As implied by jdmercha's brief response, network design is critical to performance. It is possible that you could improve network performance by segregating paths of network traffic. For instance the accounting department probably just needs to connect to the accounting server. If the accounting department had an unshared network path to the accounting computers then they would not have to share the network bandwidth with the personnel department and with the patient records server. There is a good chance that you could improve network response by adding a few lengths of cables to your current network and configuring bridges, routers, and internal firewalls to physically separate the network traffic of different departments or other groups.
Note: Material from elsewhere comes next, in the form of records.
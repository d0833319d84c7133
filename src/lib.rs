pub mod client;
pub mod config;
pub mod error;
pub mod render;
pub mod session;
pub mod slots;

// Re-export match types for convenience
pub use facecmp_match::{ComparisonMatrix, DistanceMatrix, MatchError, MatchSummary};

pub use client::{ComparisonClient, ServiceResponse};
pub use error::CompareError;
pub use session::{Comparator, ComparisonOutcome, ComparisonSession};
pub use slots::ImageSlots;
Also, as jdmercha stated, there is a limit to any given configuration so it really depends on how people are using the network. If you have got good equipment, which is often expensive but not necessarily so, then a simple network should be able to support a fairly large amount of traffic. I don't want to specify a number of users because it all depends on what the users are transmitting over the network. If doctors are transmitting huge digitised files of CAT scans all day then they will easily use up network bandwidth. One doctor or radiologist could overwhelm most networks for several minutes by transmitting one huge file. This kind of traffic probably should be segregated onto it's own wiring. However a simple high bandwidth network should be able to accomodate many secretaries doing typical office work.

So there you are. You have to understand your network traffic and the network configuration before you can decide if reconfiguring what you have will help or if you need to add hardware.